Pets can tame high blood pressure

November 06, 1999

ATLANTA, Nov. 7 -- Do you feel like you are living or working in a concrete jungle? Canine or feline companionship may have a role in taming your "stress response", according to a study reported today at the American Heart Association Scientific Sessions.

Researchers looked at 48 male and female stockbrokers who were using medication to control high blood pressure. They found that those with a pet nearby experienced half the increase in blood pressure under stress as those who did not own a pet, says the study's lead author Karen M. Allen, Ph.D., a research scientist in medicine at the State University of New York at Buffalo. "These results are dramatic and significant," says Allen. "For over a decade I've been studying the effects of pets on people's reactivity to stress -- measured by heart rate and blood pressure responses to mental and physical stress. We've shown over and over that it's beneficial to be with a pet when you're under stress," says Allen.

Her earlier work focused on healthy people. The current study is the first to look at people with a medical condition, in this case high blood pressure, and how a pet can help reduce stress reactivity, Allen says.

The stockbrokers made more than $200,000 per year and lived alone. "Their jobs are incredibly stressful. They are on the stock exchange floor, shouting, always on the phone. They're dealing with other people's money," she says.

A blood pressure reading of less than 140/90 millimeters of mercury (mm Hg) is considered normal. Without medication, the stockbrokers had an average blood pressure of 165/110 mm Hg at rest.

The researchers then tried to cause stress for the subjects. First, they asked the subjects to count backwards by 17 as rapidly as possible, a common psychological test that probably carried more stress than usual because the math-savvy stockbrokers felt extra pressure to excel, says Allen. They also told the subjects to give a 5-minute speech talking their way out of a shoplifting charge.
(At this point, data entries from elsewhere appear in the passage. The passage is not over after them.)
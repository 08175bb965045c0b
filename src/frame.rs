use crate::math::{Point2, Point3, Vector2, Vector3};

/// A right-handed orthonormal frame in the plane.
///
/// Local coordinates of a point `P` are `((P - origin)·i, (P - origin)·j)`.
#[derive(Debug, Clone, Copy, PartialEq)]
pub struct Frame2d {
    origin: Point2,
    i: Vector2,
    j: Vector2,
}

impl Default for Frame2d {
    fn default() -> Self {
        Self {
            origin: Point2::origin(),
            i: Vector2::x(),
            j: Vector2::y(),
        }
    }
}

impl Frame2d {
    /// Creates a frame from an origin and an x-axis direction.
    ///
    /// The y-axis is the x-axis rotated by +90°. A zero-length axis yields
    /// the global axes translated to `origin`.
    #[must_use]
    pub fn new(origin: Point2, x_axis: Vector2) -> Self {
        let len = x_axis.norm();
        if len <= 0.0 {
            return Self {
                origin,
                ..Self::default()
            };
        }
        let i = x_axis / len;
        Self {
            origin,
            i,
            j: Vector2::new(-i.y, i.x),
        }
    }

    /// Returns the frame origin.
    #[must_use]
    pub fn origin(&self) -> &Point2 {
        &self.origin
    }

    /// Returns the local x-axis.
    #[must_use]
    pub fn i(&self) -> &Vector2 {
        &self.i
    }

    /// Returns the local y-axis.
    #[must_use]
    pub fn j(&self) -> &Vector2 {
        &self.j
    }

    /// Expresses a global point in local coordinates.
    #[must_use]
    pub fn to_local_point(&self, p: &Point2) -> Point2 {
        let v = p - self.origin;
        Point2::new(v.dot(&self.i), v.dot(&self.j))
    }

    /// Expresses a global vector in local coordinates.
    #[must_use]
    pub fn to_local_vector(&self, v: &Vector2) -> Vector2 {
        Vector2::new(v.dot(&self.i), v.dot(&self.j))
    }

    /// Expresses a local point in global coordinates.
    #[must_use]
    pub fn to_global_point(&self, p: &Point2) -> Point2 {
        self.origin + self.i * p.x + self.j * p.y
    }

    /// Expresses a local vector in global coordinates.
    #[must_use]
    pub fn to_global_vector(&self, v: &Vector2) -> Vector2 {
        self.i * v.x + self.j * v.y
    }
}

/// A right-handed orthonormal frame in space.
///
/// Panels use `i` and `j` as the in-plane axes and `k` as the normal.
#[derive(Debug, Clone, Copy, PartialEq)]
pub struct Frame3d {
    origin: Point3,
    i: Vector3,
    j: Vector3,
    k: Vector3,
}

impl Default for Frame3d {
    fn default() -> Self {
        Self {
            origin: Point3::origin(),
            i: Vector3::x(),
            j: Vector3::y(),
            k: Vector3::z(),
        }
    }
}

impl Frame3d {
    /// Creates a frame from an origin, an x-axis and a normal.
    ///
    /// The x-axis is re-orthogonalized against the normal and `j = k × i`.
    /// Degenerate axes yield the global axes translated to `origin`.
    #[must_use]
    pub fn new(origin: Point3, x_axis: Vector3, normal: Vector3) -> Self {
        let k_len = normal.norm();
        if k_len <= 0.0 {
            return Self {
                origin,
                ..Self::default()
            };
        }
        let k = normal / k_len;
        let i = x_axis - k * x_axis.dot(&k);
        let i_len = i.norm();
        if i_len <= 0.0 {
            return Self {
                origin,
                ..Self::default()
            };
        }
        let i = i / i_len;
        Self {
            origin,
            i,
            j: k.cross(&i),
            k,
        }
    }

    /// Returns the frame origin.
    #[must_use]
    pub fn origin(&self) -> &Point3 {
        &self.origin
    }

    /// Returns the local x-axis.
    #[must_use]
    pub fn i(&self) -> &Vector3 {
        &self.i
    }

    /// Returns the local y-axis.
    #[must_use]
    pub fn j(&self) -> &Vector3 {
        &self.j
    }

    /// Returns the local z-axis (the panel normal).
    #[must_use]
    pub fn k(&self) -> &Vector3 {
        &self.k
    }

    /// Expresses a global point in local coordinates.
    #[must_use]
    pub fn to_local_point(&self, p: &Point3) -> Point3 {
        let v = p - self.origin;
        Point3::new(v.dot(&self.i), v.dot(&self.j), v.dot(&self.k))
    }

    /// Expresses a global vector in local coordinates.
    #[must_use]
    pub fn to_local_vector(&self, v: &Vector3) -> Vector3 {
        Vector3::new(v.dot(&self.i), v.dot(&self.j), v.dot(&self.k))
    }

    /// Expresses a local point in global coordinates.
    #[must_use]
    pub fn to_global_point(&self, p: &Point3) -> Point3 {
        self.origin + self.i * p.x + self.j * p.y + self.k * p.z
    }

    /// Expresses a local vector in global coordinates.
    #[must_use]
    pub fn to_global_vector(&self, v: &Vector3) -> Vector3 {
        self.i * v.x + self.j * v.y + self.k * v.z
    }
}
In response to the stress, their average blood pressure shot up to 182/126 mm Hg after the math test and 184/129 mm Hg after the speech.

Next, all the subjects were given an ACE inhibitor, a common drug known to reduce high blood pressure. The drug, however, does not have any effect on an individual's reaction to stress, says Allen. The medication helped to lower the stockbrokers' blood pressure to normal levels averaging 122/76 mm Hg. At the beginning of the experiment, prior to the stress tests, the researchers randomly selected half of the subjects to get a dog or a cat.

Six months later, the researchers again performed math and verbal stress reactivity tests. This time, the speech test involved trying to calm a furious brokerage client who had just lost $86,000 because of the stockbroker's bad advice. In those who took the medication but did not have a pet, blood pressure rose to 140/89 mm Hg for math stress and 141/94 mm Hg in response to the speech.

"That doesn't really sound bad, but the increase was the same number of points as before taking medication and it was still high enough to be diagnosed as high blood pressure if sustained over a period of time," Allen says. The medication-only group had double the stress response as those who had a pet in the room during the test, she says. Systolic blood pressure, the pressure when the heart beats, rose just 8 mm Hg in response to the math problem or the speech, remaining in the normal range at 130 mm Hg. Diastolic blood pressure, the pressure in between beats, rose 9 mm Hg.

It came as no surprise, Allen says, that over six months these people had developed a strong bond with their animals. She adds that many of the stockbrokers in the medication-only group acquired pets of their own after they heard about the study results.

Dr. Allen's co-authors are Joseph L. Izzo, Jr., M.D. and Barbara E. Shykoff, Ph.D.